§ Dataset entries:
++++

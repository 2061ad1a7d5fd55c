//! Flame graph layout and rendering.
//!
//! This module converts a call graph into positioned blocks and emits them as:
//! - An SVG document with a call-tree panel and an inverted caller panel
//! - Collapsed stack lines for external flame graph renderers
//! - A classic flame graph rendered by inferno from those lines

pub mod backward;
pub mod collapsed;
pub mod forward;
pub mod generator;
pub mod layout;
pub mod palette;

// Re-export main types
pub use collapsed::{
    build_collapsed_stacks, collapsed_text, generate_inferno_flamegraph, CollapsedStack,
};
pub use generator::{generate_flamegraph, layout_rects, FlamegraphConfig, Rect};
pub use layout::{prepare, Block, ColorBucket, Layout, LayoutConfig};
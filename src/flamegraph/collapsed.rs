//! Collapsed stack output.
//!
//! Format: "frame;frame;frame weight", one line per forward block, where the
//! weight is the block's self width times a multiplier. This is what
//! flamegraph.pl, inferno and speedscope expect.
//!
//! Example: "app.py:1:main;app.py:9:work 9000000"

use super::generator::FlamegraphConfig;
use super::layout::Block;
use crate::utils::config::STACK_SEPARATOR;
use crate::utils::error::FlamegraphError;
use inferno::flamegraph::{self, Options};
use log::{debug, info};

/// A single collapsed stack entry
#[derive(Debug, Clone, PartialEq)]
pub struct CollapsedStack {
    /// Stack trace as semicolon-separated string
    pub stack: String,

    /// Scaled, rounded self width
    pub weight: u64,
}

impl CollapsedStack {
    pub fn new(stack: String, weight: u64) -> Self {
        Self { stack, weight }
    }

    pub fn to_line(&self) -> String {
        format!("{} {}", self.stack, self.weight)
    }
}

/// Scale a self width into an integer weight (half-to-even, never negative)
pub fn collapsed_weight(self_width: f64, multiplier: u64) -> u64 {
    (self_width * multiplier as f64).round_ties_even().max(0.0) as u64
}

/// Build collapsed stacks from forward blocks
///
/// **Public** - main entry point for collapsed mode
pub fn build_collapsed_stacks(blocks: &[Block], multiplier: u64) -> Vec<CollapsedStack> {
    debug!("Collapsing {} blocks (multiplier {})", blocks.len(), multiplier);

    blocks
        .iter()
        .map(|block| {
            let stack = block
                .trace
                .iter()
                .map(|f| f.label())
                .collect::<Vec<_>>()
                .join(STACK_SEPARATOR);
            CollapsedStack::new(stack, collapsed_weight(block.self_width, multiplier))
        })
        .collect()
}

/// Render collapsed stacks as text, one line each
pub fn collapsed_text(stacks: &[CollapsedStack]) -> String {
    let mut text = String::new();
    for stack in stacks {
        text.push_str(&stack.to_line());
        text.push('\n');
    }
    text
}

/// Render collapsed stacks as a classic flame graph through inferno
pub fn generate_inferno_flamegraph(
    stacks: &[CollapsedStack],
    config: &FlamegraphConfig,
) -> Result<String, FlamegraphError> {
    if stacks.is_empty() {
        return Err(FlamegraphError::EmptyStacks);
    }

    let mut options = Options::default();
    options.title = config.title.clone();
    options.image_width = Some(config.width);
    options.frame_height = config.row_height;
    options.font_size = config.font_size;

    let lines: Vec<String> = stacks.iter().map(CollapsedStack::to_line).collect();
    let mut svg = Vec::new();
    flamegraph::from_lines(&mut options, lines.iter().map(String::as_str), &mut svg)
        .map_err(|e| FlamegraphError::Render(e.to_string()))?;

    info!("Inferno flamegraph generated ({} bytes)", svg.len());
    Ok(String::from_utf8_lossy(&svg).into_owned())
}
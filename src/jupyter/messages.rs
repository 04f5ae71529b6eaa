//! Jupyter kernel wire messages
//!
//! The kernel channels WebSocket multiplexes the shell, iopub and stdin
//! channels over one connection; every frame is a JSON object with a header,
//! a parent header linking it to the request that caused it, and a typed
//! content payload. Incoming traffic is folded into the closed `KernelEvent`
//! union so every message kind the grader cares about is handled
//! exhaustively and everything else is logged instead of silently dropped.

use serde::Deserialize;
use serde_json::{json, Value};
use uuid::Uuid;

/// Protocol version sent in outgoing headers.
const PROTOCOL_VERSION: &str = "5.3";

/// Build an outgoing message header.
fn header(msg_id: &str, msg_type: &str, session: &str) -> Value {
    json!({
        "msg_id": msg_id,
        "msg_type": msg_type,
        "session": session,
        "username": "cellgrader",
        "version": PROTOCOL_VERSION,
        "date": "",
    })
}

/// An `execute_request` frame for the shell channel.
///
/// `allow_stdin` is set so the kernel forwards `input()` prompts instead of
/// raising `StdinNotImplementedError`.
pub fn execute_request(msg_id: &str, session: &str, code: &str) -> Value {
    json!({
        "header": header(msg_id, "execute_request", session),
        "parent_header": {},
        "metadata": {},
        "content": {
            "code": code,
            "silent": false,
            "store_history": true,
            "user_expressions": {},
            "allow_stdin": true,
            "stop_on_error": false,
        },
        "channel": "shell",
        "buffers": [],
    })
}

/// An `input_reply` frame answering an `input_request`.
///
/// The kernel blocks until this arrives, so a reply is sent for every
/// request, empty-valued if need be.
pub fn input_reply(session: &str, parent_header: &Value, value: &str) -> Value {
    json!({
        "header": header(&Uuid::new_v4().to_string(), "input_reply", session),
        "parent_header": parent_header,
        "metadata": {},
        "content": { "value": value },
        "channel": "stdin",
        "buffers": [],
    })
}

/// A decoded incoming frame, before classification.
#[derive(Debug, Clone, Deserialize)]
pub struct Incoming {
    #[serde(default)]
    pub channel: String,
    pub header: Value,
    #[serde(default)]
    pub parent_header: Value,
    #[serde(default)]
    pub content: Value,
}

impl Incoming {
    pub fn msg_type(&self) -> &str {
        self.header["msg_type"].as_str().unwrap_or("")
    }

    /// `msg_id` of the request this frame belongs to, if any.
    pub fn parent_msg_id(&self) -> Option<&str> {
        self.parent_header["msg_id"].as_str()
    }

    /// Classify into the closed event union.
    pub fn event(&self) -> KernelEvent {
        match self.msg_type() {
            "stream" => KernelEvent::Stream {
                text: self.content["text"].as_str().unwrap_or("").to_string(),
            },
            "execute_result" => KernelEvent::ExecuteResult {
                text: self.content["data"]["text/plain"]
                    .as_str()
                    .unwrap_or("")
                    .to_string(),
            },
            "error" => KernelEvent::Error {
                ename: self.content["ename"].as_str().unwrap_or("").to_string(),
                evalue: self.content["evalue"].as_str().unwrap_or("").to_string(),
            },
            "input_request" => KernelEvent::InputRequest {
                prompt: self.content["prompt"].as_str().unwrap_or("").to_string(),
            },
            "status" => KernelEvent::Status {
                execution_state: self.content["execution_state"]
                    .as_str()
                    .unwrap_or("")
                    .to_string(),
            },
            "execute_reply" => KernelEvent::ExecuteReply,
            other => KernelEvent::Unknown {
                msg_type: other.to_string(),
            },
        }
    }
}

/// Everything one execution can emit, as a closed tagged union.
#[derive(Debug, Clone, PartialEq)]
pub enum KernelEvent {
    /// stdout/stderr text from the kernel
    Stream { text: String },
    /// Plain-text representation of the cell's final expression value
    ExecuteResult { text: String },
    /// A runtime error raised by the executed code
    Error { ename: String, evalue: String },
    /// The kernel is blocked waiting on `input()`
    InputRequest { prompt: String },
    /// Kernel execution-state transition (busy/idle)
    Status { execution_state: String },
    /// The shell-channel reply closing the request
    ExecuteReply,
    /// Anything this version of the protocol does not model
    Unknown { msg_type: String },
}

/// Accumulates the text result of one execution.
///
/// Output events append verbatim, in arrival order, with no separators;
/// runtime errors render as `"<ErrorName>: <ErrorMessage>"` and are result
/// text like any other output. No truncation happens here; display
/// trimming belongs to the reporting layer.
#[derive(Debug, Default)]
pub struct OutputAggregator {
    out: String,
}

impl OutputAggregator {
    pub fn new() -> Self {
        Self::default()
    }

    pub fn push(&mut self, event: &KernelEvent) {
        match event {
            KernelEvent::Stream { text } => self.out.push_str(text),
            KernelEvent::ExecuteResult { text } => self.out.push_str(text),
            KernelEvent::Error { ename, evalue } => {
                self.out.push_str(&format!("{}: {}", ename, evalue));
            }
            // Control-flow events carry no output.
            KernelEvent::InputRequest { .. }
            | KernelEvent::Status { .. }
            | KernelEvent::ExecuteReply
            | KernelEvent::Unknown { .. } => {}
        }
    }

    pub fn into_text(self) -> String {
        self.out
    }
}
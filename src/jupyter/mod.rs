//! Jupyter execution adapter module
//!
//! Abstracts "run this code text inside a live, stateful interpreter,
//! supplying any requested interactive input, and return one aggregated
//! text result" over the Jupyter Server REST API and its kernel-channels
//! WebSocket.

pub mod messages;
pub mod session;

pub use messages::{Incoming, KernelEvent, OutputAggregator};
pub use session::{InputQueue, JupyterClient, JupyterError, JupyterExecutor, KernelSession};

++++

§ What you will do:
Copy every line from the entries that contains the word "ExecuteResult".

§ Response area:
            "execute_result" => KernelEvent::ExecuteResult {
    ExecuteResult { text: String },
            KernelEvent::ExecuteResult { text } => self.out.push_str(text),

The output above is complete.